_SUPPLIED RECORDS:_
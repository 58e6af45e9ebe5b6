use std::ffi::OsStr;
use std::fs;
use std::io;
use std::path::Path;
use walkdir::{DirEntry, WalkDir};

/// Decides whether an entry is included in a copy.
///
/// Receives the entry's parent directory inside the source tree and the
/// entry's file name. Rejecting a directory skips its whole subtree.
pub type EntryFilter = dyn Fn(&Path, &OsStr) -> bool + Send + Sync;

/// The filesystem operations a [`WorkDir`](crate::WorkDir) delegates to.
pub trait FileTree {
    /// Copies the contents of `src` into the existing directory `dst`.
    /// When `filter` is `None`, every entry is copied.
    fn copy_tree(&self, src: &Path, dst: &Path, filter: Option<&EntryFilter>) -> io::Result<()>;

    /// Removes `path` and everything below it.
    fn delete_tree(&self, path: &Path) -> io::Result<()>;
}

/// [`FileTree`] backed by the local filesystem.
///
/// Symbolic links are never followed. On Unix they are recreated as links
/// pointing at the same target; elsewhere the content behind the link is copied.
#[derive(Debug, Default, Clone, Copy)]
pub struct LocalFileTree;

impl FileTree for LocalFileTree {
    fn copy_tree(&self, src: &Path, dst: &Path, filter: Option<&EntryFilter>) -> io::Result<()> {
        let mut copied: u64 = 0;
        // The destination may live inside the source tree.
        let dst_canonical = fs::canonicalize(dst)?;

        for entry in WalkDir::new(src)
            .min_depth(1)
            .follow_links(false)
            .into_iter()
            .filter_entry(|entry| {
                !is_destination(entry, &dst_canonical) && is_included(src, entry, filter)
            })
        {
            let entry = entry?;
            let relative = entry
                .path()
                .strip_prefix(src)
                .map_err(io::Error::other)?;
            let target = dst.join(relative);
            let file_type = entry.file_type();

            if file_type.is_dir() {
                fs::create_dir_all(&target)?;
            } else if file_type.is_symlink() {
                copy_symlink(entry.path(), &target)?;
            } else if file_type.is_file() {
                if let Some(parent) = target.parent() {
                    fs::create_dir_all(parent)?;
                }
                fs::copy(entry.path(), &target)?;
            } else {
                log::debug!("skipping special file {:?}", entry.path());
                continue;
            }

            log::trace!("copied {:?} -> {:?}", entry.path(), target);
            copied += 1;
        }

        log::debug!("copied {} entries from {:?} to {:?}", copied, src, dst);
        Ok(())
    }

    fn delete_tree(&self, path: &Path) -> io::Result<()> {
        fs::remove_dir_all(path)
    }
}

fn is_destination(entry: &DirEntry, dst_canonical: &Path) -> bool {
    entry.file_type().is_dir()
        && fs::canonicalize(entry.path()).is_ok_and(|path| path == dst_canonical)
}

fn is_included(root: &Path, entry: &DirEntry, filter: Option<&EntryFilter>) -> bool {
    match filter {
        None => true,
        Some(filter) => {
            let parent = entry.path().parent().unwrap_or(root);
            filter(parent, entry.file_name())
        }
    }
}

#[cfg(unix)]
fn copy_symlink(src: &Path, target: &Path) -> io::Result<()> {
    let link = fs::read_link(src)?;
    std::os::unix::fs::symlink(link, target)
}

#[cfg(not(unix))]
fn copy_symlink(src: &Path, target: &Path) -> io::Result<()> {
    fs::copy(src, target).map(|_| ())
}
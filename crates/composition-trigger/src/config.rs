use std::{num::NonZeroUsize, path::Path};

use crate::Error;

/// Settings of the [`Coordinator`](crate::Coordinator).
#[derive(Clone, Debug, PartialEq, serde::Deserialize)]
#[serde(default, deny_unknown_fields)]
pub struct Config {
    /// Namespace of the requests that do not name one.
    pub default_namespace: String,
    pub composition: CompositionConfig,
}

impl Default for Config {
    fn default() -> Self {
        Self {
            default_namespace: String::from("default"),
            composition: CompositionConfig::default(),
        }
    }
}

#[derive(Clone, Debug, PartialEq, serde::Deserialize)]
#[serde(default, deny_unknown_fields)]
pub struct CompositionConfig {
    /// How many federated graphs of one mutation can be composed at the same time.
    pub max_parallel: NonZeroUsize,
}

impl Default for CompositionConfig {
    fn default() -> Self {
        Self {
            max_parallel: NonZeroUsize::new(4).unwrap_or(NonZeroUsize::MIN),
        }
    }
}

impl Config {
    pub fn from_toml_str(input: &str) -> Result<Self, Error> {
        toml::from_str(input).map_err(|error| Error::Config(error.to_string()))
    }

    pub fn load(path: impl AsRef<Path>) -> Result<Self, Error> {
        let path = path.as_ref();

        let input = std::fs::read_to_string(path)
            .map_err(|error| Error::Config(format!("could not read {}: {error}", path.display())))?;

        Self::from_toml_str(&input)
    }
}

#[cfg(test)]
mod tests {
    use indoc::indoc;
    use pretty_assertions::assert_eq;

    use super::*;

    #[test]
    fn defaults() {
        let config = Config::from_toml_str("").unwrap();

        assert_eq!(Config::default(), config);
        assert_eq!("default", config.default_namespace);
        assert_eq!(4, config.composition.max_parallel.get());
    }

    #[test]
    fn values() {
        let input = indoc! {r#"
            default_namespace = "staging"

            [composition]
            max_parallel = 1
        "#};

        let config = Config::from_toml_str(input).unwrap();

        assert_eq!("staging", config.default_namespace);
        assert_eq!(1, config.composition.max_parallel.get());
    }

    #[test]
    fn zero_parallelism_is_rejected() {
        let input = indoc! {r#"
            [composition]
            max_parallel = 0
        "#};

        let error = Config::from_toml_str(input).unwrap_err();

        assert!(matches!(error, Error::Config(_)), "{error:?}");
    }

    #[test]
    fn unknown_fields_are_rejected() {
        let error = Config::from_toml_str("namespace = \"x\"").unwrap_err();

        assert!(error.to_string().contains("unknown field `namespace`"), "{error}");
    }

    #[test]
    fn load_from_file() {
        let dir = tempfile::tempdir().unwrap();
        let path = dir.path().join("composition.toml");
        std::fs::write(&path, "default_namespace = \"prod\"").unwrap();

        let config = Config::load(&path).unwrap();
        assert_eq!("prod", config.default_namespace);

        let error = Config::load(dir.path().join("missing.toml")).unwrap_err();
        assert!(error.to_string().starts_with("Invalid configuration: could not read"), "{error}");
    }
}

_WORK TO COMPLETE:_ Using only the listing above, restate exactly the lines from the line containing "is_included(src, entry, filter)" through the line containing "else if file_type.is_file()", both included.

_COMPLETED TASK:_
                !is_destination(entry, &dst_canonical) && is_included(src, entry, filter)
            })
        {
            let entry = entry?;
            let relative = entry
                .path()
                .strip_prefix(src)
                .map_err(io::Error::other)?;
            let target = dst.join(relative);
            let file_type = entry.file_type();

            if file_type.is_dir() {
                fs::create_dir_all(&target)?;
            } else if file_type.is_symlink() {
                copy_symlink(entry.path(), &target)?;
            } else if file_type.is_file() {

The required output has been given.